Is risk-off back on?  It’s that time of the month many EVA readers look forward to—an issue that I don’t actually write!  This week’s “guest” EVA fulfills a commitment I made a few weeks ago to run an essay from either John Mauldin or Simon Hunt. The former is extremely well known to many of you but the latter is likely unfamiliar to EVA recipients, other than my recent mention.  Last fall, I began to read Simon’s monthly reports and I’ve been impressed by what I’ve seen.  Accordingly, I thought I’d give him the nod this month.

In this edition of his monthly service, he moves around the world pretty quickly, focusing on what he believes to be key trends unfolding in China, Europe and the US, as well as their global economic implications.  Many of you are also likely to notice that his outlook is frequently at odds with the far more optimistic world view held by our new business partners at GaveKal Research.  However, having just spent one whirlwind day with Louis Gave while he was briefly in Bellevue (more on that in an upcoming EVA), I can tell you that their take on Europe is largely in synch.

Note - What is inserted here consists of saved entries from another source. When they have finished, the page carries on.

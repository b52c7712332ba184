//! Runtime configuration for circuit breakers and retries.
//!
//! Built from the canonical TOML types via the adapters in
//! `crate::config::circuit_breaker`.

use std::time::Duration;

/// Circuit breaker thresholds for one dependency
#[derive(Debug, Clone, Copy, PartialEq, Eq)]
pub struct CircuitBreakerConfig {
    /// Consecutive failures (while closed) that open the circuit
    pub failure_threshold: u32,
    /// Time since the last failure before a half-open trial is allowed
    pub recovery_timeout: Duration,
    /// Half-open trial successes required to close the circuit
    pub success_threshold: u32,
}

impl Default for CircuitBreakerConfig {
    fn default() -> Self {
        Self {
            failure_threshold: 5,
            recovery_timeout: Duration::from_secs(60),
            success_threshold: 1,
        }
    }
}

/// Exponential backoff parameters
#[derive(Debug, Clone, Copy, PartialEq)]
pub struct RetryPolicy {
    /// Retries after the initial attempt (total attempts = max_retries + 1)
    pub max_retries: u32,
    pub base_delay: Duration,
    pub max_delay: Duration,
    pub exponential_base: f64,
    /// Symmetric jitter as a fraction of the computed delay
    pub jitter_ratio: f64,
}

impl Default for RetryPolicy {
    fn default() -> Self {
        Self {
            max_retries: 3,
            base_delay: Duration::from_secs(1),
            max_delay: Duration::from_secs(60),
            exponential_base: 2.0,
            jitter_ratio: 0.25,
        }
    }
}

impl RetryPolicy {
    /// Same policy with a different retry budget
    pub fn with_max_retries(mut self, max_retries: u32) -> Self {
        self.max_retries = max_retries;
        self
    }

    /// Same policy with different base and cap delays
    pub fn with_delays(mut self, base_delay: Duration, max_delay: Duration) -> Self {
        self.base_delay = base_delay;
        self.max_delay = max_delay;
        self
    }
}
//! # Dynamic Assurance
//!
//! Named claims about live system behavior, each backed by an evidence
//! collector and a threshold range, re-verified on a schedule.

pub mod action;
pub mod case;
pub mod notifier;
pub mod verifier;

pub use action::{BuiltinAction, ViolationAction, ViolationCallback};
pub use case::{
    AlertRecord, AssuranceCaseDefinition, CaseSnapshot, CaseStatus, EvidenceCollector,
    EvidenceError, Severity,
};
pub use notifier::{Notifier, TracingNotifier};
pub use verifier::{AssuranceVerifier, VerificationRun};

use outreach_shared::OutreachError;
use thiserror::Error;

/// Registration-time errors; raised at startup, never during verification
#[derive(Debug, Clone, PartialEq, Eq, Error)]
pub enum AssuranceError {
    #[error("Invalid violation action '{0}': expected pause_operations, notify_team or reduce_throughput")]
    InvalidAction(String),

    #[error("Invalid thresholds for assurance case '{case}': {reason}")]
    InvalidThresholds { case: String, reason: String },

    #[error("Assurance case name must not be empty")]
    EmptyName,
}

impl From<AssuranceError> for OutreachError {
    fn from(err: AssuranceError) -> Self {
        OutreachError::assurance(err.to_string())
    }
}
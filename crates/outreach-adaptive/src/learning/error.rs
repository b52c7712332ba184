use outreach_shared::OutreachError;
use thiserror::Error;

/// Errors raised by the learning engine
#[derive(Debug, Error)]
pub enum LearningError {
    #[error("Action space must contain at least one action")]
    EmptyActionSpace,

    #[error("Duplicate action '{0}' in action space")]
    DuplicateAction(String),

    #[error("Action '{0}' is not part of the action space")]
    UnknownAction(String),

    #[error("Invalid action key '{0}': expected template:timing:depth")]
    InvalidActionKey(String),

    #[error("Policy file '{path}' could not be accessed: {source}")]
    Io {
        path: String,
        #[source]
        source: std::io::Error,
    },

    #[error("Policy snapshot serialization failed: {0}")]
    Serialization(#[from] serde_json::Error),
}

impl LearningError {
    pub(crate) fn io(path: &std::path::Path, source: std::io::Error) -> Self {
        Self::Io {
            path: path.display().to_string(),
            source,
        }
    }
}

impl From<LearningError> for OutreachError {
    fn from(err: LearningError) -> Self {
        OutreachError::learning(err.to_string())
    }
}
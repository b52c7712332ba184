//! # Circuit Breaker Registry
//!
//! Owns one [`CircuitBreaker`] per named dependency, created lazily from the
//! per-component configuration. All breakers share a broadcast channel so the
//! control plane can observe state transitions without polling.

use std::collections::{BTreeMap, HashMap};
use std::future::Future;
use std::sync::{Arc, RwLock};

use tokio::sync::broadcast;
use tokio_util::sync::CancellationToken;

use crate::config::CircuitBreakerConfig as CircuitBreakerSettings;
use crate::resilience::{
    execute_with_retry, CircuitBreaker, CircuitBreakerMetrics, CircuitState, CircuitTransition,
    OperationError, ResilienceError, RetryPolicy,
};

const TRANSITION_CHANNEL_CAPACITY: usize = 256;

/// Registry of circuit breakers keyed by dependency name
#[derive(Debug)]
pub struct CircuitBreakerRegistry {
    settings: CircuitBreakerSettings,
    retry_policy: RetryPolicy,
    breakers: RwLock<HashMap<String, Arc<CircuitBreaker>>>,
    transitions: broadcast::Sender<CircuitTransition>,
}

impl CircuitBreakerRegistry {
    pub fn new(settings: CircuitBreakerSettings, retry_policy: RetryPolicy) -> Self {
        let (transitions, _) = broadcast::channel(TRANSITION_CHANNEL_CAPACITY);
        Self {
            settings,
            retry_policy,
            breakers: RwLock::new(HashMap::new()),
            transitions,
        }
    }

    /// Subscribe to state transitions of every breaker in the registry
    pub fn subscribe(&self) -> broadcast::Receiver<CircuitTransition> {
        self.transitions.subscribe()
    }

    pub fn retry_policy(&self) -> &RetryPolicy {
        &self.retry_policy
    }

    /// Breaker for `dependency`, if one has been created
    pub fn get(&self, dependency: &str) -> Option<Arc<CircuitBreaker>> {
        self.breakers
            .read()
            .unwrap_or_else(|p| p.into_inner())
            .get(dependency)
            .cloned()
    }

    /// Breaker for `dependency`, created from its component config on first use
    pub fn get_or_create(&self, dependency: &str) -> Arc<CircuitBreaker> {
        if let Some(existing) = self.get(dependency) {
            return existing;
        }

        let mut breakers = self.breakers.write().unwrap_or_else(|p| p.into_inner());
        breakers
            .entry(dependency.to_string())
            .or_insert_with(|| {
                let config = self
                    .settings
                    .config_for_component(dependency)
                    .to_resilience_config();
                tracing::debug!(
                    dependency,
                    failure_threshold = config.failure_threshold,
                    recovery_timeout_secs = config.recovery_timeout.as_secs(),
                    "Circuit breaker created"
                );
                Arc::new(
                    CircuitBreaker::new(dependency.to_string(), config)
                        .with_transition_sender(self.transitions.clone()),
                )
            })
            .clone()
    }

    /// Run `operation` through the breaker for `dependency`
    pub async fn call<T, E, F, Fut>(&self, dependency: &str, operation: F) -> Result<T, ResilienceError>
    where
        F: FnOnce() -> Fut,
        Fut: Future<Output = Result<T, E>>,
        E: Into<ResilienceError>,
    {
        self.get_or_create(dependency).call(operation).await
    }

    /// Run `operation` as `CircuitBreaker(Retry(operation))`.
    ///
    /// The whole retry sequence counts as one call to the breaker, so a half-open
    /// trial may itself be retried before it is judged.
    pub async fn call_with_retry<T, F, Fut>(
        &self,
        dependency: &str,
        cancel: &CancellationToken,
        operation: F,
    ) -> Result<T, ResilienceError>
    where
        F: FnMut() -> Fut,
        Fut: Future<Output = Result<T, OperationError>>,
    {
        let breaker = self.get_or_create(dependency);
        let policy = self.retry_policy;
        breaker
            .call(|| async move { execute_with_retry(&policy, cancel, operation).await })
            .await
    }

    /// Current state of `dependency` (closed if never called)
    pub fn state(&self, dependency: &str) -> CircuitState {
        self.get(dependency)
            .map_or(CircuitState::Closed, |breaker| breaker.state())
    }

    /// Number of breakers currently open or half-open
    pub fn unhealthy_count(&self) -> usize {
        self.breakers
            .read()
            .unwrap_or_else(|p| p.into_inner())
            .values()
            .filter(|breaker| !breaker.is_healthy())
            .count()
    }

    /// Metrics for every breaker, ordered by dependency name
    pub fn snapshot(&self) -> BTreeMap<String, CircuitBreakerMetrics> {
        self.breakers
            .read()
            .unwrap_or_else(|p| p.into_inner())
            .iter()
            .map(|(name, breaker)| (name.clone(), breaker.metrics()))
            .collect()
    }
}

#[cfg(test)]
mod tests {
    use super::*;
    use crate::config::CircuitBreakerComponentConfig;
    use std::sync::atomic::{AtomicU32, Ordering};
    use std::time::Duration;

    fn registry() -> CircuitBreakerRegistry {
        let mut settings = CircuitBreakerSettings::default();
        settings.component_configs.insert(
            "clay_api".to_string(),
            CircuitBreakerComponentConfig {
                failure_threshold: 3,
                recovery_timeout_seconds: 60,
                success_threshold: 1,
            },
        );
        let retry = RetryPolicy::default()
            .with_max_retries(2)
            .with_delays(Duration::from_millis(10), Duration::from_millis(100));
        CircuitBreakerRegistry::new(settings, retry)
    }

    #[test]
    fn test_breakers_created_once_per_dependency() {
        let registry = registry();
        let first = registry.get_or_create("clay_api");
        let second = registry.get_or_create("clay_api");
        assert!(Arc::ptr_eq(&first, &second));
        assert_eq!(first.config().failure_threshold, 3);

        // Unknown dependencies use the default config
        assert_eq!(registry.get_or_create("apollo_api").config().failure_threshold, 5);
        assert!(registry.get("never_called").is_none());
        assert_eq!(registry.state("never_called"), CircuitState::Closed);
    }

    #[tokio::test(start_paused = true)]
    async fn test_retry_sequence_counts_as_single_breaker_call() {
        let registry = registry();
        let calls = Arc::new(AtomicU32::new(0));
        let counter = calls.clone();

        let result: Result<(), _> = registry
            .call_with_retry("clay_api", &CancellationToken::new(), || {
                counter.fetch_add(1, Ordering::SeqCst);
                async { Err(OperationError::retryable("429 rate limited")) }
            })
            .await;

        assert!(matches!(
            result,
            Err(ResilienceError::MaxRetriesExceeded { attempts: 3, .. })
        ));
        assert_eq!(calls.load(Ordering::SeqCst), 3);

        let metrics = registry.get("clay_api").unwrap().metrics();
        assert_eq!(metrics.total_calls, 1);
        assert_eq!(metrics.failure_count, 1);
        assert_eq!(metrics.current_state, CircuitState::Closed);
    }

    #[tokio::test]
    async fn test_transitions_reach_subscribers() {
        let registry = registry();
        let mut rx = registry.subscribe();

        for _ in 0..3 {
            let _ = registry
                .call("clay_api", || async { Err::<(), _>(OperationError::retryable("503")) })
                .await;
        }

        let event = rx.recv().await.unwrap();
        assert_eq!(event.dependency, "clay_api");
        assert_eq!(event.to, CircuitState::Open);
        assert_eq!(registry.unhealthy_count(), 1);

        let snapshot = registry.snapshot();
        assert_eq!(snapshot["clay_api"].current_state, CircuitState::Open);
    }
}
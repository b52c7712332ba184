//! # Graceful Degradation
//!
//! Maps component failures to a global operating level (0–4) and exposes
//! which operations that level permits.

pub mod controller;
pub mod levels;

pub use controller::{DegradationController, DegradationError};
pub use levels::{
    ComponentLevelTable, DegradationLevel, Operation, DEFAULT_COMPONENT_LEVELS,
    UNKNOWN_COMPONENT_LEVEL,
};
//! # Logging
//!
//! Installs the process-wide tracing subscriber. Filtering follows `RUST_LOG`
//! (default `outreach=info`), output goes to stderr, and setting
//! `OUTREACH_LOG_FORMAT=json` switches to structured JSON lines.

use tracing_subscriber::EnvFilter;

/// Environment variable selecting the log output format
pub const LOG_FORMAT_ENV: &str = "OUTREACH_LOG_FORMAT";

const DEFAULT_DIRECTIVE: &str = "outreach=info";

/// Output format for log lines
#[derive(Debug, Clone, Copy, PartialEq, Eq, Default)]
pub enum LogFormat {
    #[default]
    Pretty,
    Json,
}

impl LogFormat {
    /// Resolve the format from `OUTREACH_LOG_FORMAT`
    pub fn from_env() -> Self {
        match std::env::var(LOG_FORMAT_ENV) {
            Ok(value) if value.eq_ignore_ascii_case("json") => LogFormat::Json,
            _ => LogFormat::Pretty,
        }
    }
}

fn env_filter() -> EnvFilter {
    EnvFilter::try_from_default_env().unwrap_or_else(|_| EnvFilter::new(DEFAULT_DIRECTIVE))
}

/// Initialize tracing with the format from the environment.
///
/// Safe to call more than once; later calls are no-ops and return `false`.
pub fn init_tracing() -> bool {
    init_tracing_with_format(LogFormat::from_env())
}

/// Initialize tracing with an explicit output format.
pub fn init_tracing_with_format(format: LogFormat) -> bool {
    let builder = tracing_subscriber::fmt()
        .with_env_filter(env_filter())
        .with_writer(std::io::stderr);

    let result = match format {
        LogFormat::Json => builder.json().with_current_span(false).try_init(),
        LogFormat::Pretty => builder.with_target(true).try_init(),
    };

    match result {
        Ok(()) => {
            tracing::debug!(?format, "Tracing initialized");
            true
        }
        Err(_) => false,
    }
}

#[cfg(test)]
mod tests {
    use super::*;
    use serial_test::serial;

    #[test]
    #[serial]
    fn test_log_format_from_env() {
        std::env::set_var(LOG_FORMAT_ENV, "JSON");
        assert_eq!(LogFormat::from_env(), LogFormat::Json);

        std::env::set_var(LOG_FORMAT_ENV, "text");
        assert_eq!(LogFormat::from_env(), LogFormat::Pretty);

        std::env::remove_var(LOG_FORMAT_ENV);
        assert_eq!(LogFormat::from_env(), LogFormat::Pretty);
    }

    #[test]
    #[serial]
    fn test_init_is_idempotent() {
        let _first = init_tracing_with_format(LogFormat::Pretty);
        // A second global subscriber can never be installed
        assert!(!init_tracing_with_format(LogFormat::Json));
    }
}
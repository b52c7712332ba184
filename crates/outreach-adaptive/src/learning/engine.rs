//! # Learning Engine
//!
//! Shared epsilon-greedy Q-learner for campaign decisions. Many workers select
//! actions while feedback ingestion applies updates, so the table sits behind a
//! single `RwLock`; exploration state (RNG, epsilon, episode accounting) sits
//! behind its own mutex and is never held across a table lock.

use std::io::Write;
use std::path::Path;
use std::sync::{Mutex, RwLock};

use chrono::{DateTime, Utc};
use serde::{Deserialize, Serialize};
use tracing::{debug, info};

use outreach_shared::config::LearningSettings;

use super::action::{ActionSpace, CampaignAction};
use super::error::LearningError;
use super::exploration::{schedule_from_settings, ExplorationSchedule};
use super::q_table::QTable;
use super::reward::{calculate_reward, CampaignOutcome};
use super::state::StateKey;

/// Persisted form of the learned policy
#[derive(Debug, Clone, PartialEq, Serialize, Deserialize)]
pub struct PolicySnapshot {
    pub q_table: QTable,
    pub episode_rewards: Vec<f64>,
    pub saved_at: DateTime<Utc>,
}

/// One applied update, kept only when the audit log is enabled
#[derive(Debug, Clone, PartialEq, Serialize, Deserialize)]
pub struct Transition {
    pub state: StateKey,
    pub action: String,
    pub reward: f64,
    pub next_state: StateKey,
    pub q_value: f64,
    pub recorded_at: DateTime<Utc>,
}

#[derive(Debug)]
struct ExplorationState {
    rng: fastrand::Rng,
    epsilon: f64,
    episodes: u64,
    episode_reward: f64,
    episode_rewards: Vec<f64>,
    audit: Option<Vec<Transition>>,
}

/// Tabular Q-learning engine over a fixed [`ActionSpace`]
#[derive(Debug)]
pub struct LearningEngine {
    actions: ActionSpace,
    learning_rate: f64,
    discount_factor: f64,
    fallback: usize,
    schedule: Box<dyn ExplorationSchedule>,
    table: RwLock<QTable>,
    exploration: Mutex<ExplorationState>,
}

impl LearningEngine {
    pub fn new(actions: ActionSpace, settings: &LearningSettings) -> Result<Self, LearningError> {
        let fallback = match settings.fallback_action.as_deref() {
            Some(key) => {
                // Validate the key shape before checking membership
                let action: CampaignAction = key.parse()?;
                actions
                    .position(&action.key())
                    .ok_or_else(|| LearningError::UnknownAction(key.to_string()))?
            }
            None => 0,
        };

        let schedule = schedule_from_settings(settings);
        let rng = settings
            .seed
            .map_or_else(fastrand::Rng::new, fastrand::Rng::with_seed);

        Ok(Self {
            actions,
            learning_rate: settings.learning_rate,
            discount_factor: settings.discount_factor,
            fallback,
            exploration: Mutex::new(ExplorationState {
                rng,
                epsilon: schedule.initial_epsilon(),
                episodes: 0,
                episode_reward: 0.0,
                episode_rewards: Vec::new(),
                audit: settings.audit_log.then(Vec::new),
            }),
            schedule,
            table: RwLock::new(QTable::new()),
        })
    }

    /// Replace the exploration schedule; epsilon restarts from its initial value
    pub fn with_schedule(mut self, schedule: Box<dyn ExplorationSchedule>) -> Self {
        self.exploration
            .get_mut()
            .unwrap_or_else(|p| p.into_inner())
            .epsilon = schedule.initial_epsilon();
        self.schedule = schedule;
        self
    }

    pub fn action_space(&self) -> &ActionSpace {
        &self.actions
    }

    pub fn get_available_actions(&self, state: &StateKey) -> &[CampaignAction] {
        self.actions.available(state)
    }

    pub fn fallback_action(&self) -> &CampaignAction {
        &self.actions.actions()[self.fallback]
    }

    pub fn epsilon(&self) -> f64 {
        self.lock_exploration().epsilon
    }

    /// Epsilon-greedy choice for `state`
    pub fn select_action(&self, state: &StateKey) -> &CampaignAction {
        let available = self.get_available_actions(state);
        let explore = {
            let mut exploration = self.lock_exploration();
            let draw = exploration.rng.f64();
            (draw < exploration.epsilon).then(|| exploration.rng.usize(..available.len()))
        };

        match explore {
            Some(index) => {
                let action = &available[index];
                debug!(state = %state, action = %action.key(), "Exploring random action");
                action
            }
            None => self.greedy_action(state),
        }
    }

    /// Highest-valued action for `state` without exploration
    pub fn greedy_action(&self, state: &StateKey) -> &CampaignAction {
        let table = self.table.read().unwrap_or_else(|p| p.into_inner());
        match table.best_action(state.as_str(), self.actions.keys()) {
            Some(index) => &self.actions.actions()[index],
            None => self.fallback_action(),
        }
    }

    pub fn q_value(&self, state: &StateKey, action: &CampaignAction) -> f64 {
        self.table
            .read()
            .unwrap_or_else(|p| p.into_inner())
            .get(state.as_str(), &action.key())
    }

    /// Apply one Q-learning update and return the new value.
    ///
    /// The reward also accumulates into the current episode total.
    pub fn update(
        &self,
        state: &StateKey,
        action: &CampaignAction,
        reward: f64,
        next_state: &StateKey,
    ) -> Result<f64, LearningError> {
        let action_key = action.key();
        if self.actions.position(&action_key).is_none() {
            return Err(LearningError::UnknownAction(action_key));
        }

        let q_value = self
            .table
            .write()
            .unwrap_or_else(|p| p.into_inner())
            .update(
                state.as_str(),
                &action_key,
                reward,
                next_state.as_str(),
                self.learning_rate,
                self.discount_factor,
            );

        let mut exploration = self.lock_exploration();
        exploration.episode_reward += reward;
        if let Some(audit) = exploration.audit.as_mut() {
            audit.push(Transition {
                state: state.clone(),
                action: action_key,
                reward,
                next_state: next_state.clone(),
                q_value,
                recorded_at: Utc::now(),
            });
        }
        Ok(q_value)
    }

    /// Score `outcome` and apply it as an update. Returns the reward.
    pub fn record_outcome(
        &self,
        state: &StateKey,
        action: &CampaignAction,
        outcome: &CampaignOutcome,
        next_state: &StateKey,
    ) -> Result<f64, LearningError> {
        let reward = calculate_reward(outcome);
        self.update(state, action, reward, next_state)?;
        Ok(reward)
    }

    /// Close the current episode: record its total reward and advance epsilon.
    ///
    /// Returns the episode's total reward.
    pub fn end_episode(&self) -> f64 {
        let mut exploration = self.lock_exploration();
        let total = std::mem::take(&mut exploration.episode_reward);
        exploration.episode_rewards.push(total);
        exploration.episodes += 1;
        exploration.epsilon = self
            .schedule
            .next_epsilon(exploration.epsilon, exploration.episodes);
        total
    }

    pub fn episode_rewards(&self) -> Vec<f64> {
        self.lock_exploration().episode_rewards.clone()
    }

    /// Recorded transitions; empty unless the audit log is enabled
    pub fn audit_log(&self) -> Vec<Transition> {
        self.lock_exploration().audit.clone().unwrap_or_default()
    }

    pub fn snapshot(&self) -> PolicySnapshot {
        let q_table = self.table.read().unwrap_or_else(|p| p.into_inner()).clone();
        PolicySnapshot {
            q_table,
            episode_rewards: self.episode_rewards(),
            saved_at: Utc::now(),
        }
    }

    /// Write the Q-table and episode history as JSON.
    ///
    /// The snapshot goes to a temporary file in the target directory and is
    /// renamed over `path`, so readers never see a partial file.
    pub fn save_policy(&self, path: &Path) -> Result<(), LearningError> {
        let snapshot = self.snapshot();
        let json = serde_json::to_string_pretty(&snapshot)?;

        let parent = match path.parent().filter(|p| !p.as_os_str().is_empty()) {
            Some(parent) => {
                std::fs::create_dir_all(parent).map_err(|e| LearningError::io(parent, e))?;
                parent
            }
            None => Path::new("."),
        };
        let mut staged =
            tempfile::NamedTempFile::new_in(parent).map_err(|e| LearningError::io(parent, e))?;
        staged
            .write_all(json.as_bytes())
            .and_then(|()| staged.as_file().sync_all())
            .map_err(|e| LearningError::io(staged.path(), e))?;
        staged
            .persist(path)
            .map_err(|e| LearningError::io(path, e.error))?;

        info!(
            path = %path.display(),
            states = snapshot.q_table.state_count(),
            episodes = snapshot.episode_rewards.len(),
            "Policy saved"
        );
        Ok(())
    }

    /// Replace the table and history from a saved snapshot.
    ///
    /// A missing file leaves an empty table and returns `Ok(false)`.
    pub fn load_policy(&self, path: &Path) -> Result<bool, LearningError> {
        let contents = match std::fs::read_to_string(path) {
            Ok(contents) => contents,
            Err(e) if e.kind() == std::io::ErrorKind::NotFound => {
                info!(path = %path.display(), "No saved policy found, starting from an empty table");
                *self.table.write().unwrap_or_else(|p| p.into_inner()) = QTable::new();
                self.lock_exploration().episode_rewards.clear();
                return Ok(false);
            }
            Err(e) => return Err(LearningError::io(path, e)),
        };

        let snapshot: PolicySnapshot = serde_json::from_str(&contents)?;
        info!(
            path = %path.display(),
            states = snapshot.q_table.state_count(),
            saved_at = %snapshot.saved_at,
            "Policy loaded"
        );

        *self.table.write().unwrap_or_else(|p| p.into_inner()) = snapshot.q_table;
        self.lock_exploration().episode_rewards = snapshot.episode_rewards;
        Ok(true)
    }

    fn lock_exploration(&self) -> std::sync::MutexGuard<'_, ExplorationState> {
        self.exploration.lock().unwrap_or_else(|p| p.into_inner())
    }
}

It’s no secret to any of you that I share their mutual concerns that Europe is a very heavy train headed over an extremely rickety bridge. Yet, in recent months, the still ominous developments over there have been largely drowned out by rising stock prices and generally encouraging US economic releases  This week, however, the financial markets seem to have woken up to smell the espresso wafting over from Southern Europe and they suddenly don’t seem to like the scent.  In fact, it’s reminiscent of what Seattleites used to say when the wind was blowing up from the smelters and pulp mills south of here:  the aroma from Tacoma.

Another common theme is that Simon, like GaveKal, sees China undergoing a profound transition away from an energy-, commodity-, export-, and construction-intensive economy, with a heavy reliance on cheap labor.  Both feel that this change has powerful implications for commodity prices and the world’s previously dominant economic models.  However, there is a key difference in their China outlook, involving financial deregulation, a topic I plan to cover later this month.

Finally, like GaveKal and Evergreen, Simon actually has an upbeat longer term view of the US related to what all three firms believe is one of the uber-trends of the next decade:  energy (and to which I would add food and water).

With that as a lead-in, let’s now consider what Simon says…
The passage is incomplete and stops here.